Directions for this task - In the records below, some lines hold the word "super". Copy each of those lines.

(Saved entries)
+ + + + +
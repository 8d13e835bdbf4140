//! PostgreSQL repository implementations.

use async_trait::async_trait;
use sea_orm::{
    ActiveModelTrait, ColumnTrait, DbErr, EntityTrait, QueryFilter, TransactionError,
    TransactionTrait,
};
use uuid::Uuid;

use blog_core::domain::{Author, User};
use blog_core::error::RepoError;
use blog_core::ports::{AuthorRepository, PostRepository, UserRepository};

use super::entity::author::{self, Entity as AuthorEntity};
use super::entity::post::Entity as PostEntity;
use super::entity::user::{self, Entity as UserEntity};
use super::mask_email;
use super::postgres_base::{PostgresBaseRepository, map_db_err};

/// PostgreSQL user repository.
pub type PostgresUserRepository = PostgresBaseRepository<UserEntity>;

/// PostgreSQL author repository.
pub type PostgresAuthorRepository = PostgresBaseRepository<AuthorEntity>;

/// PostgreSQL post repository.
pub type PostgresPostRepository = PostgresBaseRepository<PostEntity>;

#[async_trait]
impl UserRepository for PostgresUserRepository {
    async fn find_by_email(&self, email: &str) -> Result<Option<User>, RepoError> {
        tracing::debug!(user_email = %mask_email(email), "Finding user by email");

        let result = UserEntity::find()
            .filter(user::Column::Email.eq(email))
            .one(&self.db)
            .await
            .map_err(map_db_err)?;

        Ok(result.map(Into::into))
    }
}

#[async_trait]
impl AuthorRepository for PostgresAuthorRepository {
    async fn find_by_user_id(&self, user_id: Uuid) -> Result<Option<Author>, RepoError> {
        let result = AuthorEntity::find()
            .filter(author::Column::UserId.eq(user_id))
            .one(&self.db)
            .await
            .map_err(map_db_err)?;

        Ok(result.map(Into::into))
    }

    async fn find_by_email(&self, email: &str) -> Result<Option<Author>, RepoError> {
        tracing::debug!(author_email = %mask_email(email), "Finding author by email");

        let result = AuthorEntity::find()
            .filter(author::Column::Email.eq(email))
            .one(&self.db)
            .await
            .map_err(map_db_err)?;

        Ok(result.map(Into::into))
    }

    async fn register(&self, user: User, author: Author) -> Result<Author, RepoError> {
        let user_model: user::ActiveModel = user.into();
        let author_model: author::ActiveModel = author.into();

        let created = self
            .db
            .transaction::<_, author::Model, DbErr>(|txn| {
                Box::pin(async move {
                    user_model.insert(txn).await?;
                    author_model.insert(txn).await
                })
            })
            .await
            .map_err(|e| match e {
                TransactionError::Connection(e) => map_db_err(e),
                TransactionError::Transaction(e) => map_db_err(e),
            })?;

        tracing::info!(author_id = %created.id, "Registered author");
        Ok(created.into())
    }
}

#[async_trait]
impl PostRepository for PostgresPostRepository {}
+ + + + +
Solution to this exercise -
use super::entity::author::{self, Entity as AuthorEntity};
use super::entity::post::Entity as PostEntity;
use super::entity::user::{self, Entity as UserEntity};
use super::mask_email;
use super::postgres_base::{PostgresBaseRepository, map_db_err};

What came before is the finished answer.